むし歯治療
むし歯の症状に応じた治療方法についてご説明いたします。
歯の構造
歯の構造はエナメル質・象牙質・セメント質・歯髄(神経・血管などが入っている部位)からなります。
虫歯の進行の度合いによって治療方法が異なります。
MI ( Minimal Intervention )
2000 年、 FDI ( Federation Dentaire Internationale )が提唱した新しい予防的な治療の概念( Minimal Intervention )で、「最小の侵襲」と和訳されています。

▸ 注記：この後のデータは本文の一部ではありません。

//! # Error Types
//!
//! Domain-specific error types for tavola-core.
//!
//! ## Error Hierarchy
//! ```text
//! ┌─────────────────────────────────────────────────────────────────────────┐
//! │                         Error Types                                     │
//! │                                                                         │
//! │  tavola-core errors (this file)                                        │
//! │  ├── CoreError        - Transition precondition failures               │
//! │  └── ValidationError  - Input rejected at the UI boundary              │
//! │                                                                         │
//! │  tavola-db errors (separate crate)                                     │
//! │  └── DbError          - Snapshot store failures                        │
//! │                                                                         │
//! │  tavola-sync errors (separate crate)                                   │
//! │  └── SyncError        - Remote / store / config failures               │
//! │                                                                         │
//! │  Flow: ValidationError → CoreError → SyncError → checkout screen       │
//! └─────────────────────────────────────────────────────────────────────────┘
//! ```

use thiserror::Error;

// =============================================================================
// Core Error
// =============================================================================

/// Core checkout errors.
///
/// Most of these are precondition failures of the transition functions. Given
/// the closed set of entry points on the checkout screen they should not occur
/// in practice, but every transition checks them instead of panicking.
#[derive(Debug, Error)]
pub enum CoreError {
    /// Guest number does not reference a guest of the order.
    #[error("Guest {0} does not exist")]
    GuestNotFound(u32),

    /// Line item id is not present on the guest.
    #[error("Item {item_id} not found on guest {guest_number}")]
    ItemNotFound { guest_number: u32, item_id: String },

    /// The order always keeps at least one guest.
    #[error("Cannot remove the last guest of an order")]
    LastGuest,

    /// Source and target of a merge or move are the same guest.
    #[error("Guest {0} cannot be both source and target")]
    SameGuest(u32),

    /// Guests with items are merged away, never removed.
    #[error("Guest {0} still has items")]
    GuestNotEmpty(u32),

    /// Guest limit reached.
    #[error("Order cannot have more than {max} guests")]
    TooManyGuests { max: u32 },

    /// Guest has reached the maximum number of distinct lines.
    #[error("Guest cannot have more than {max} items")]
    TooManyItems { max: usize },

    /// Item quantity exceeds maximum allowed.
    #[error("Quantity {requested} exceeds maximum allowed ({max})")]
    QuantityTooLarge { requested: i64, max: i64 },

    /// Nothing payable on the order.
    #[error("Order {order_id} has nothing to pay")]
    NothingToPay { order_id: String },

    /// A remote order line could not be mapped to a line item.
    #[error("Remote item {item_id} is invalid: {reason}")]
    InvalidRemoteItem { item_id: String, reason: String },

    /// A structural or arithmetic invariant does not hold.
    #[error("Order invariant violated: {0}")]
    InvariantViolation(String),

    /// A stored snapshot could not be decoded or breaks an invariant.
    #[error("Corrupt order snapshot: {0}")]
    CorruptSnapshot(String),

    /// Validation error (wraps ValidationError).
    #[error("Validation error: {0}")]
    Validation(#[from] ValidationError),
}

// =============================================================================
// Validation Error
// =============================================================================

/// Input validation errors.
///
/// Raised by the parsing adapter that sits between the free-form text fields
/// of the checkout screen and the typed transitions.
#[derive(Debug, Error)]
pub enum ValidationError {
    /// A required field is missing or empty.
    #[error("{field} is required")]
    Required { field: String },

    /// Numeric value is out of range.
    #[error("{field} must be between {min} and {max}")]
    OutOfRange { field: String, min: i64, max: i64 },

    /// Value must be positive.
    #[error("{field} must be positive")]
    MustBePositive { field: String },

    /// Value must not be negative.
    #[error("{field} must not be negative")]
    Negative { field: String },

    /// Invalid format (e.g., not a number).
    #[error("{field} has invalid format: {reason}")]
    InvalidFormat { field: String, reason: String },

    /// Value is too long.
    #[error("{field} must be at most {max} characters")]
    TooLong { field: String, max: usize },
}

// =============================================================================
// Result Type Alias
// =============================================================================

/// Convenience type alias for Results with CoreError.
pub type CoreResult<T> = Result<T, CoreError>;

// =============================================================================
// Unit Tests
// =============================================================================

最小の侵襲により、最大の効果を得ることを目的とし、患者さまにとって「やさしい」治療をしようという考えです。虫歯治療で詰め物をする場合、虫歯以外の所も、多く削ってしまい、再度その箇所が虫歯になると、さらに歯を削って治療することになり、虫歯以外の箇所にも非常に大きなダメージを与えてしまったり、神経を取ってしまうようなことがあります。MIは、今ある歯をなるべく削らずに保存し治療をすることを目的としています。
むし歯の程度と治療法
C1 の治療
歯に小さいくぼみが出来ていますが、歯の象牙質や神経までは進行していませんので痛みは特に無い状態です。
治療法
むし歯に犯された部分を削り取り、その部分を金属や樹脂で塞ぎます。
対処法
- 正しいブラッシング指導を受け、毎日ケアする
- キシリトール配合の歯磨き粉やリンス剤(うがい薬)を使用し予防する
- フッ素コーティング等の予防治療を受ける
- 定期検診を受け、むし歯の進行状況を確認する
C2 の治療
虫歯が象牙質にまでおよんでいる状態。冷たいものがしみたり、痛みが出たりします。
詰めもの、冠などで治療。症状によっては神経を取る必要があることも。
治療法
むし歯に犯された部分を削り取り、削った部分を詰め物がしやすいように形を整えます。後日詰め物を入れる場合は、いったん仮の詰め物を入れて、後日詰め物が完成したら来院し歯と詰め物を接着剤で固定します。
詰め物について〈症状によっては被せ物)
保険治療の場合
金属や樹脂で埋める方法が一般的
自費治療の場合
より精度の高い技工物(歯との隙間が出来にくいもの)や、歯と同色の白いセラミック(陶器)等を使用して埋める方法がある
C3 の治療:虫歯が神経までおよんでいる場合。
むし歯が歯の神経(歯髄)まで進行しています。歯の痛みをかなり感じる状態です。以前に治療を受け神経を抜いてしまった人や、むし歯が進行して神経が死んでしまった状態です。多くの場合神経を取って根の治療を行います。
治療法
むし歯に犯された部分を完全に削り取り、歯髄を消毒します。削った部分を被せ物がしやすいように形を整えたり土台を入れます。後日被せ物が完成したら来院し歯と被せ物を接着剤で固定します。
詰め物について〈症状によっては被せ物)
・保険治療の場合
金属や樹脂で埋める方法が一般的
・自費治療の場合
より精度の高い技工物(歯との隙間が出来にくいもの)や、歯と同色の白いセラミック(陶器)等を使用して埋める方法があるっている場合は痛みを感じませんが、他の健康な歯へむし歯が感染する可能性がある危険な状態です。
C4 の治療法
むし歯が完全に進行してしまい歯の根しか残っていません。あごの骨までむし歯が進行しているとひどく痛んだり腫れたりします。
治療法
むし歯が完全に進行してしまい抜歯を行ないます。
抜歯後の治療方法
- ブリッジ(周囲に歯がある場合)
- 入れ歯
- インプラント(人工歯根)
根の治療(根管治療)
歯髄(神経・血管)を取ってしまった歯は栄養が供給されず、免疫機構も働きません。いわば”枯れ木”と同じでもろくなってしまうのです。
痛みも感じないため虫歯の進行も気付きにくいものです。
そのため根の治療をしっかりすることだけではなく、その後の”補綴処置(被せもの)”も重要なものとなります。
▼虫歯によって感染を起こした部分(黒い部分)を除去していきます。
▼根の先まで器具を用いて感染部分を機械的除去、薬液を用いて洗浄・消毒。状態が良くなるまで行います。
▼根の中に問題がなければ薬剤で緊密に封鎖します。
このあと、歯を土台で補強、補綴処置(被せもの)で咬める状態にしていきます。
歯の部位・状態などにより、土台の材料(樹脂・金属・ファイバー素材など)・補綴物の種類(金属、メタルボンド・オールセラミックなど)を考えていく必要があります。